Muni Mutual Funds Revert Back to Outflows
Fund Flows: During the week ending November 23, Lipper reported weekly reporting municipal mutual funds recorded $438 million of net outflows following the prior week’s inflows. Long-term funds recorded $156 million of inflows, high-yield funds recorded $35 million of outflows and intermediate funds recorded $131 million of outflows. The week’s outflows extend the YTD net outflows to $113 billion.
Supply: The muni market recorded $3 billion of new-issue volume last week, down 66% from the prior week due to the holiday-shortened week.

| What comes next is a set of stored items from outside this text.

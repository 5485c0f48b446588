use crate::facebook::{AdPlatform, FacebookApiError};
use crate::models::{LaunchCampaignRequest, LaunchedCampaign};
use std::fmt;
use thiserror::Error;
use tracing::info;

/// The provider-facing steps of a launch, in the order they run.
#[derive(Debug, Clone, Copy, PartialEq, Eq)]
pub enum LaunchStep {
    CreatingCampaign,
    CreatingAdSet,
    UploadingImage,
    CreatingCreative,
    CreatingAd,
}

impl fmt::Display for LaunchStep {
    fn fmt(&self, f: &mut fmt::Formatter<'_>) -> fmt::Result {
        let name = match self {
            LaunchStep::CreatingCampaign => "create campaign",
            LaunchStep::CreatingAdSet => "create ad set",
            LaunchStep::UploadingImage => "upload image",
            LaunchStep::CreatingCreative => "create creative",
            LaunchStep::CreatingAd => "create ad",
        };
        f.write_str(name)
    }
}

/// Identifiers created before a launch stopped. Nothing here is cleaned up.
#[derive(Debug, Clone, Default, PartialEq, Eq)]
pub struct CreatedResources {
    pub campaign_id: Option<String>,
    pub adset_id: Option<String>,
    pub image_hash: Option<String>,
    pub creative_id: Option<String>,
}

#[derive(Error, Debug)]
pub enum LaunchError {
    #[error("Missing required fields: campaignName, message, or link")]
    MissingFields,
    #[error("Image URL is required for this ad format")]
    ImageUrlRequired,
    #[error("Invalid request body: {0}")]
    InvalidBody(String),
    #[error("{source}")]
    StepFailed {
        step: LaunchStep,
        created: CreatedResources,
        source: FacebookApiError,
    },
}

impl LaunchError {
    pub fn is_validation(&self) -> bool {
        !matches!(self, LaunchError::StepFailed { .. })
    }

    pub fn fbtrace_id(&self) -> Option<&str> {
        match self {
            LaunchError::StepFailed { source, .. } => Some(source.fbtrace_id()),
            _ => None,
        }
    }
}

/// A request that passed validation.
#[derive(Debug, Clone, PartialEq, Eq)]
pub struct LaunchPlan {
    pub campaign_name: String,
    pub message: String,
    pub link: String,
    pub image_url: String,
}

impl LaunchPlan {
    pub fn from_request(request: &LaunchCampaignRequest) -> Result<Self, LaunchError> {
        let (Some(campaign_name), Some(message), Some(link)) = (
            present(&request.campaign_name),
            present(&request.message),
            present(&request.link),
        ) else {
            return Err(LaunchError::MissingFields);
        };

        let image_url = present(&request.image_url).ok_or(LaunchError::ImageUrlRequired)?;

        Ok(Self {
            campaign_name: campaign_name.to_string(),
            message: message.to_string(),
            link: link.to_string(),
            image_url: image_url.to_string(),
        })
    }
}

fn present(field: &Option<String>) -> Option<&str> {
    field.as_deref().filter(|v| !v.trim().is_empty())
}

fn step_failed(step: LaunchStep, created: &CreatedResources, source: FacebookApiError) -> LaunchError {
    LaunchError::StepFailed {
        step,
        created: created.clone(),
        source,
    }
}

/// Validates `request` and provisions campaign, ad set, image, creative and ad
/// in that order, stopping at the first failure.
pub async fn launch_campaign(
    platform: &dyn AdPlatform,
    request: &LaunchCampaignRequest,
) -> Result<LaunchedCampaign, LaunchError> {
    let plan = LaunchPlan::from_request(request)?;
    let mut created = CreatedResources::default();

    let campaign = platform
        .create_campaign(&plan.campaign_name)
        .await
        .map_err(|e| step_failed(LaunchStep::CreatingCampaign, &created, e))?;
    info!("Created Campaign: {}", campaign.id);
    created.campaign_id = Some(campaign.id.clone());

    let ad_set = platform
        .create_ad_set(&campaign.id, &format!("{} - Ad Set", plan.campaign_name))
        .await
        .map_err(|e| step_failed(LaunchStep::CreatingAdSet, &created, e))?;
    info!("Created Ad Set: {}", ad_set.id);
    created.adset_id = Some(ad_set.id.clone());

    let image = platform
        .upload_image(&plan.image_url)
        .await
        .map_err(|e| step_failed(LaunchStep::UploadingImage, &created, e))?;
    info!("Uploaded Image Hash: {}", image.hash);
    created.image_hash = Some(image.hash.clone());

    let creative = platform
        .create_creative(
            &format!("{} - Creative", plan.campaign_name),
            &plan.message,
            &plan.link,
            &image.hash,
        )
        .await
        .map_err(|e| step_failed(LaunchStep::CreatingCreative, &created, e))?;
    info!("Created Creative: {}", creative.id);
    created.creative_id = Some(creative.id.clone());

    let ad = platform
        .create_ad(
            &format!("{} - Ad", plan.campaign_name),
            &ad_set.id,
            &creative.id,
        )
        .await
        .map_err(|e| step_failed(LaunchStep::CreatingAd, &created, e))?;
    info!("Created Ad: {}", ad.id);

    Ok(LaunchedCampaign {
        campaign_id: campaign.id,
        adset_id: ad_set.id,
        creative_id: creative.id,
        ad_id: ad.id,
    })
}

#[cfg(test)]
mod tests {
    use super::*;
    use crate::models::{Ad, AdCreative, AdImage, AdSet, Campaign, CreativeRef};
    use async_trait::async_trait;
    use std::sync::Mutex;

    #[derive(Default)]
    struct ScriptedPlatform {
        fail_at: Option<LaunchStep>,
        calls: Mutex<Vec<String>>,
    }

    impl ScriptedPlatform {
        fn failing_at(step: LaunchStep) -> Self {
            Self {
                fail_at: Some(step),
                ..Default::default()
            }
        }

        fn record(&self, step: LaunchStep, call: String) -> Result<(), FacebookApiError> {
            self.calls.lock().unwrap().push(call);
            if self.fail_at == Some(step) {
                return Err(FacebookApiError::Provider {
                    status: 400,
                    message: format!("{} rejected", step),
                    fbtrace_id: Some("trace-1".into()),
                });
            }
            Ok(())
        }

        fn calls(&self) -> Vec<String> {
            self.calls.lock().unwrap().clone()
        }
    }

    #[async_trait]
    impl AdPlatform for ScriptedPlatform {
        async fn create_campaign(&self, name: &str) -> Result<Campaign, FacebookApiError> {
            self.record(LaunchStep::CreatingCampaign, format!("campaign:{}", name))?;
            Ok(Campaign {
                id: "c-1".into(),
                name: name.into(),
                status: "PAUSED".into(),
            })
        }

        async fn create_ad_set(
            &self,
            campaign_id: &str,
            name: &str,
        ) -> Result<AdSet, FacebookApiError> {
            self.record(
                LaunchStep::CreatingAdSet,
                format!("adset:{}:{}", campaign_id, name),
            )?;
            Ok(AdSet {
                id: "s-1".into(),
                name: name.into(),
                status: "PAUSED".into(),
                campaign_id: campaign_id.into(),
            })
        }

        async fn upload_image(&self, image_url: &str) -> Result<AdImage, FacebookApiError> {
            self.record(LaunchStep::UploadingImage, format!("image:{}", image_url))?;
            Ok(AdImage {
                hash: "h-1".into(),
                url: image_url.into(),
            })
        }

        async fn create_creative(
            &self,
            name: &str,
            message: &str,
            link: &str,
            image_hash: &str,
        ) -> Result<AdCreative, FacebookApiError> {
            self.record(
                LaunchStep::CreatingCreative,
                format!("creative:{}:{}:{}:{}", name, message, link, image_hash),
            )?;
            Ok(AdCreative {
                id: "cr-1".into(),
                name: name.into(),
            })
        }

        async fn create_ad(
            &self,
            name: &str,
            adset_id: &str,
            creative_id: &str,
        ) -> Result<Ad, FacebookApiError> {
            self.record(
                LaunchStep::CreatingAd,
                format!("ad:{}:{}:{}", name, adset_id, creative_id),
            )?;
            Ok(Ad {
                id: "a-1".into(),
                name: name.into(),
                status: "PAUSED".into(),
                creative: CreativeRef {
                    id: creative_id.into(),
                },
            })
        }
    }

    fn summer_sale() -> LaunchCampaignRequest {
        LaunchCampaignRequest {
            campaign_name: Some("Summer Sale".into()),
            message: Some("50% off".into()),
            link: Some("https://example.com".into()),
            image_url: Some("https://img.example.com/a.png".into()),
        }
    }

    #[tokio::test]
    async fn ids_flow_through_each_step_in_order() {
        let platform = ScriptedPlatform::default();
        let launched = launch_campaign(&platform, &summer_sale()).await.unwrap();

        assert_eq!(
            launched,
            LaunchedCampaign {
                campaign_id: "c-1".into(),
                adset_id: "s-1".into(),
                creative_id: "cr-1".into(),
                ad_id: "a-1".into(),
            }
        );
        assert_eq!(
            platform.calls(),
            vec![
                "campaign:Summer Sale",
                "adset:c-1:Summer Sale - Ad Set",
                "image:https://img.example.com/a.png",
                "creative:Summer Sale - Creative:50% off:https://example.com:h-1",
                "ad:Summer Sale - Ad:s-1:cr-1",
            ]
        );
    }

    #[tokio::test]
    async fn blank_required_field_fails_before_any_call() {
        let platform = ScriptedPlatform::default();
        let mut request = summer_sale();
        request.link = Some("   ".into());

        let err = launch_campaign(&platform, &request).await.unwrap_err();

        assert!(matches!(err, LaunchError::MissingFields));
        assert!(err.is_validation());
        assert!(platform.calls().is_empty());
    }

    #[tokio::test]
    async fn missing_image_fails_before_any_call() {
        let platform = ScriptedPlatform::default();
        let mut request = summer_sale();
        request.image_url = None;

        let err = launch_campaign(&platform, &request).await.unwrap_err();

        assert!(matches!(err, LaunchError::ImageUrlRequired));
        assert_eq!(err.to_string(), "Image URL is required for this ad format");
        assert!(platform.calls().is_empty());
    }

    #[tokio::test]
    async fn missing_fields_take_precedence_over_missing_image() {
        let platform = ScriptedPlatform::default();
        let request = LaunchCampaignRequest {
            message: Some("hi".into()),
            ..Default::default()
        };

        let err = launch_campaign(&platform, &request).await.unwrap_err();
        assert!(matches!(err, LaunchError::MissingFields));
    }

    #[tokio::test]
    async fn ad_set_failure_stops_the_run_and_keeps_campaign_id() {
        let platform = ScriptedPlatform::failing_at(LaunchStep::CreatingAdSet);

        let err = launch_campaign(&platform, &summer_sale()).await.unwrap_err();

        match &err {
            LaunchError::StepFailed {
                step,
                created,
                source,
            } => {
                assert_eq!(*step, LaunchStep::CreatingAdSet);
                assert_eq!(created.campaign_id.as_deref(), Some("c-1"));
                assert!(created.adset_id.is_none());
                assert_eq!(source.message(), "create ad set rejected");
            }
            other => panic!("unexpected error: {:?}", other),
        }
        assert_eq!(err.fbtrace_id(), Some("trace-1"));
        assert!(!err.is_validation());
        assert_eq!(platform.calls().len(), 2);
    }

    #[tokio::test]
    async fn ad_failure_records_everything_created_before_it() {
        let platform = ScriptedPlatform::failing_at(LaunchStep::CreatingAd);

        let err = launch_campaign(&platform, &summer_sale()).await.unwrap_err();

        let LaunchError::StepFailed { created, .. } = err else {
            panic!("expected step failure");
        };
        assert_eq!(
            created,
            CreatedResources {
                campaign_id: Some("c-1".into()),
                adset_id: Some("s-1".into()),
                image_hash: Some("h-1".into()),
                creative_id: Some("cr-1".into()),
            }
        );
    }
}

Total YTD issuance of $341 billion remains 20% lower than last year’s levels, with tax-exempt issuance trending 9% lower year-over-year (YoY) and taxable issuance trending 53% lower YoY. This week’s new-issue calendar is expected to remain steady at $3 billion of new-issue volume. Larger deals include $700 million Commonwealth of Massachusetts and $375 million Illinois Finance Authority (University of Chicago Medicine) transactions.
This Week in Munis: Taxable Muni Value Continues
The YTD relative underperformance of the taxable municipal asset class has expanded the opportunity set for global investors seeking a high-quality income. Taxable munis have underperformed broader investment-grade fixed-income markets through the first 10 months of the year, with the Bloomberg Taxable Index returning -17.84%, compared to the -9.32% return of the investment-grade tax-exempt muni index, the -15.43% return of the U.S. Corporate Index and the -16.47% return of the Global Aggregate Index. As fixed-income markets rebounded this month, taxable municipals have continued to underperform to the upside, returning +4.38% MTD through November 25, outperforming the 4.06% return of the tax-exempt municipal index, but underperforming the 5.12% return of the U.S. Corporate Index and 5.00% return of the Global Aggregate Index.

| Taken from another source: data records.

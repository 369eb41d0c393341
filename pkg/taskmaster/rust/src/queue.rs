// Unless explicitly stated otherwise all files in this repository are licensed
// under the Apache License Version 2.0.
// This product includes software developed at Datadog (https://www.datadoghq.com/).
// Copyright 2026-present Datadog, Inc.

use std::fmt;

use tokio::sync::{mpsc, oneshot};

use crate::error::DispatchError;
use crate::spec::ProgramSpec;
use crate::status::StatusReport;

pub const EVENT_QUEUE_CAPACITY: usize = 64;

pub type StatusReply = oneshot::Sender<Result<StatusReport, DispatchError>>;

/// An operator request, processed by the dispatcher in submission order.
pub enum Event {
    /// One program's instances, or a summary when `target` is `None`.
    /// The report is also sent on `reply` if present.
    Status {
        target: Option<String>,
        reply: Option<StatusReply>,
    },
    Start(String),
    Restart(String),
    Stop(String),
    Add(ProgramSpec),
    Delete(String),
    Exit,
}

#[derive(Debug, Clone, Copy, PartialEq, Eq)]
pub enum EventKind {
    Status,
    Start,
    Restart,
    Stop,
    Add,
    Delete,
    Exit,
}

impl Event {
    pub fn kind(&self) -> EventKind {
        match self {
            Event::Status { .. } => EventKind::Status,
            Event::Start(_) => EventKind::Start,
            Event::Restart(_) => EventKind::Restart,
            Event::Stop(_) => EventKind::Stop,
            Event::Add(_) => EventKind::Add,
            Event::Delete(_) => EventKind::Delete,
            Event::Exit => EventKind::Exit,
        }
    }

    /// Name of the program the event is about, if any.
    pub fn target(&self) -> Option<&str> {
        match self {
            Event::Status { target, .. } => target.as_deref(),
            Event::Start(name)
            | Event::Restart(name)
            | Event::Stop(name)
            | Event::Delete(name) => Some(name),
            Event::Add(spec) => Some(&spec.name),
            Event::Exit => None,
        }
    }
}

impl fmt::Debug for Event {
    fn fmt(&self, f: &mut fmt::Formatter<'_>) -> fmt::Result {
        match self.target() {
            Some(target) => write!(f, "{}({target})", self.kind()),
            None => write!(f, "{}", self.kind()),
        }
    }
}

impl fmt::Display for EventKind {
    fn fmt(&self, f: &mut fmt::Formatter<'_>) -> fmt::Result {
        match self {
            EventKind::Status => write!(f, "status"),
            EventKind::Start => write!(f, "start"),
            EventKind::Restart => write!(f, "restart"),
            EventKind::Stop => write!(f, "stop"),
            EventKind::Add => write!(f, "add"),
            EventKind::Delete => write!(f, "delete"),
            EventKind::Exit => write!(f, "exit"),
        }
    }
}

/// Create the bounded event queue: any number of producers, one consumer.
pub fn event_queue() -> (EventSender, EventReceiver) {
    let (tx, rx) = mpsc::channel(EVENT_QUEUE_CAPACITY);
    (EventSender { tx }, EventReceiver { rx })
}

#[derive(Clone)]
pub struct EventSender {
    tx: mpsc::Sender<Event>,
}

impl EventSender {
    /// Append `event`, waiting while the queue is full.
    pub async fn enqueue(&self, event: Event) -> Result<(), DispatchError> {
        self.tx
            .send(event)
            .await
            .map_err(|_| DispatchError::QueueClosed)
    }

    /// Events waiting to be dequeued.
    #[cfg(test)]
    pub(crate) fn len(&self) -> usize {
        self.tx.max_capacity() - self.tx.capacity()
    }

    #[cfg(test)]
    pub(crate) fn is_empty(&self) -> bool {
        self.len() == 0
    }
}

pub struct EventReceiver {
    rx: mpsc::Receiver<Event>,
}

impl EventReceiver {
    /// Next event in FIFO order; `None` once every sender is gone.
    pub async fn dequeue(&mut self) -> Option<Event> {
        self.rx.recv().await
    }
}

As a result of this year’s underperformance, taxable municipal spreads widened significantly from 94 bps at the beginning of the year to 131 bps today. This represents a spread pickup of 72 bps versus the Global Aggregate, and a 1-bp spread advantage versus the U.S. Corporate Index, despite the Bloomberg Taxable Muni Index’s relatively higher average quality.
Taxable municipal valuations are also becoming more attractive to individual investors that can benefit from the state-tax exemption of taxable muni debt. Consider a California individual investor seeking a five-year fixed-income investment. The five-year California taxable municipal yield of 4.90% is 2.90% after the top federal tax rate, approximately 60 bps above the 5-year after-tax Treasury yield (also exempt from state taxes) and 72 bps above the five-year A-rated corporate yield of 2.18% (considering both federal and state taxes at the highest marginal rates).

Western Asset believes taxable municipals offer investors a wide range of benefits including a high-quality source of income, diversification and a favorable risk-adjusted return profile. At higher nominal rates, the in-state tax exemption of most taxable municipal issuance can also become increasingly valuable for individual investors and contribute to relative value opportunities within a diversified fixed-income portfolio. We attribute this year’s underperformance to liquidity challenges, which for long-term investors can serve as an attractive entry point to capture relatively high levels of risk-adjusted income.